Your goal: Set down, please, without alteration, the lines of the entries below from the first through the one containing "the indexer overwrites".

Excerpted data:
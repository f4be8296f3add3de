//! Embedding indexer: chunk files → similarity index.
//!
//! Each chunk is embedded and upserted under a deterministic id
//! (`<document>_chunk_<index>`), so re-running the indexer overwrites
//! entries instead of duplicating them. Chunks whose stored content hash
//! matches the file on disk are skipped unless `force` is set.

use anyhow::{Context, Result};
use std::path::Path;

use crate::chunk::load_chunks;
use crate::embedding::{embed_checked, EmbeddingProvider};
use crate::models::{Chunk, IndexedChunk};
use crate::progress::{ProgressEvent, ProgressReporter};
use crate::store::VectorStore;

/// Globally unique index id for a chunk.
pub fn chunk_id(document_id: &str, chunk_index: usize) -> String {
    format!("{}_chunk_{}", document_id, chunk_index)
}

/// Human-facing chunk name stored in metadata and cited in prompts.
pub fn chunk_name(chunk_index: usize) -> String {
    format!("chunk_{}", chunk_index)
}

fn to_indexed(chunk: &Chunk, embedding: Vec<f32>) -> IndexedChunk {
    IndexedChunk {
        id: chunk_id(&chunk.document_id, chunk.chunk_index),
        source_file: chunk.document_id.clone(),
        chunk_name: chunk_name(chunk.chunk_index),
        chunk_index: chunk.chunk_index,
        text: chunk.text.clone(),
        hash: chunk.hash.clone(),
        embedding,
    }
}

/// Embed and upsert a single chunk.
pub async fn index_chunk(
    embedder: &dyn EmbeddingProvider,
    store: &dyn VectorStore,
    document_id: &str,
    chunk_index: usize,
    text: &str,
) -> Result<()> {
    let chunk = crate::chunk::make_chunk(document_id, chunk_index, text.to_string());
    let mut vectors = embed_checked(embedder, &[chunk.text.clone()]).await?;
    let embedding = vectors
        .pop()
        .ok_or_else(|| anyhow::anyhow!("Empty embedding response"))?;
    store.upsert(&to_indexed(&chunk, embedding)).await
}

/// Counts from indexing one or more documents.
#[derive(Debug, Default, Clone, Copy, PartialEq, Eq)]
pub struct IndexStats {
    pub embedded: u64,
    pub unchanged: u64,
}

/// Index a document's chunks in batches of `batch_size`.
pub async fn index_chunks(
    embedder: &dyn EmbeddingProvider,
    store: &dyn VectorStore,
    chunks: &[Chunk],
    batch_size: usize,
    force: bool,
) -> Result<IndexStats> {
    let mut stats = IndexStats::default();

    let mut pending: Vec<&Chunk> = Vec::new();
    for chunk in chunks {
        let id = chunk_id(&chunk.document_id, chunk.chunk_index);
        if !force && store.content_hash(&id).await?.as_deref() == Some(chunk.hash.as_str()) {
            stats.unchanged += 1;
            continue;
        }
        pending.push(chunk);
    }

    for batch in pending.chunks(batch_size.max(1)) {
        let texts: Vec<String> = batch.iter().map(|c| c.text.clone()).collect();
        let vectors = embed_checked(embedder, &texts).await?;
        for (chunk, vector) in batch.iter().zip(vectors) {
            store.upsert(&to_indexed(chunk, vector)).await?;
            stats.embedded += 1;
        }
    }

    Ok(stats)
}

/// Index every document directory under `chunks_dir`.
pub async fn index_chunks_dir(
    embedder: &dyn EmbeddingProvider,
    store: &dyn VectorStore,
    chunks_dir: &Path,
    batch_size: usize,
    force: bool,
    progress: &dyn ProgressReporter,
) -> Result<IndexStats> {
    let mut total = IndexStats::default();

    for entry in walkdir::WalkDir::new(chunks_dir)
        .min_depth(1)
        .max_depth(1)
        .sort_by_file_name()
    {
        let entry = entry
            .with_context(|| format!("Failed to read chunks dir: {}", chunks_dir.display()))?;
        if !entry.file_type().is_dir() {
            continue;
        }
        let document_id = entry.file_name().to_string_lossy().to_string();
        let chunks = load_chunks(chunks_dir, &document_id)?;

        let stats = index_chunks(embedder, store, &chunks, batch_size, force).await?;
        progress.report(ProgressEvent::Indexed {
            document: document_id,
            embedded: stats.embedded,
            unchanged: stats.unchanged,
        });

        total.embedded += stats.embedded;
        total.unchanged += stats.unchanged;
    }

    Ok(total)
}

#[cfg(test)]
mod tests {
    use super::*;
    use crate::chunk::build_chunks;
    use crate::store::InMemoryVectorStore;
    use async_trait::async_trait;
    use std::sync::atomic::{AtomicUsize, Ordering};

    struct CountingEmbedder {
        calls: AtomicUsize,
    }

    #[async_trait]
    impl EmbeddingProvider for CountingEmbedder {
        fn model_name(&self) -> &str {
            "counting"
        }
        fn dims(&self) -> usize {
            2
        }
        async fn embed_texts(&self, texts: &[String]) -> Result<Vec<Vec<f32>>> {
            self.calls.fetch_add(texts.len(), Ordering::SeqCst);
            Ok(texts.iter().map(|t| vec![t.len() as f32, 1.0]).collect())
        }
    }

    fn embedder() -> CountingEmbedder {
        CountingEmbedder {
            calls: AtomicUsize::new(0),
        }
    }

    #[test]
    fn test_ids_are_deterministic() {
        assert_eq!(chunk_id("prospectus", 4), "prospectus_chunk_4");
        assert_eq!(chunk_name(4), "chunk_4");
    }

    #[tokio::test]
    async fn test_index_same_chunk_twice_one_entry() {
        let e = embedder();
        let store = InMemoryVectorStore::new();
        index_chunk(&e, &store, "doc", 0, "hello world").await.unwrap();
        index_chunk(&e, &store, "doc", 0, "hello world").await.unwrap();
        assert_eq!(store.count().await.unwrap(), 1);
    }

    #[tokio::test]
    async fn test_unchanged_chunks_skipped() {
        let e = embedder();
        let store = InMemoryVectorStore::new();
        let chunks = build_chunks("doc", "a b c d e f g", 2);

        let first = index_chunks(&e, &store, &chunks, 3, false).await.unwrap();
        assert_eq!(first, IndexStats { embedded: 4, unchanged: 0 });

        let second = index_chunks(&e, &store, &chunks, 3, false).await.unwrap();
        assert_eq!(second, IndexStats { embedded: 0, unchanged: 4 });
        assert_eq!(e.calls.load(Ordering::SeqCst), 4);

        let forced = index_chunks(&e, &store, &chunks, 3, true).await.unwrap();
        assert_eq!(forced.embedded, 4);
        assert_eq!(store.count().await.unwrap(), 4);
    }

    struct WideEmbedder;

    #[async_trait]
    impl EmbeddingProvider for WideEmbedder {
        fn model_name(&self) -> &str {
            "wide"
        }
        fn dims(&self) -> usize {
            3
        }
        async fn embed_texts(&self, texts: &[String]) -> Result<Vec<Vec<f32>>> {
            Ok(texts.iter().map(|_| vec![1.0, 0.0, 0.0]).collect())
        }
    }

    #[tokio::test]
    async fn test_force_with_different_dims_fails() {
        let store = InMemoryVectorStore::new();
        let chunks = build_chunks("doc", "a b c d", 2);
        index_chunks(&embedder(), &store, &chunks, 8, false)
            .await
            .unwrap();

        let err = index_chunks(&WideEmbedder, &store, &chunks, 8, true)
            .await
            .unwrap_err();
        assert!(err.to_string().contains("dimensionality mismatch"));
    }

    #[tokio::test]
    async fn test_metadata_recorded() {
        let e = embedder();
        let store = InMemoryVectorStore::new();
        let chunks = build_chunks("annual_report", "one two three", 2);
        index_chunks(&e, &store, &chunks, 8, false).await.unwrap();

        let hits = store.query(&[2.0, 1.0], 5).await.unwrap();
        assert_eq!(hits.len(), 2);
        assert!(hits.iter().all(|h| h.source_file == "annual_report"));
        assert!(hits.iter().any(|h| h.chunk_name == "chunk_1" && h.text == "three"));
    }
}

Response to this task:
repository f4be8296f3add3de
//! Embedding indexer: chunk files → similarity index.
//!
//! Each chunk is embedded and upserted under a deterministic id
//! (`<document>_chunk_<index>`), so re-running the indexer overwrites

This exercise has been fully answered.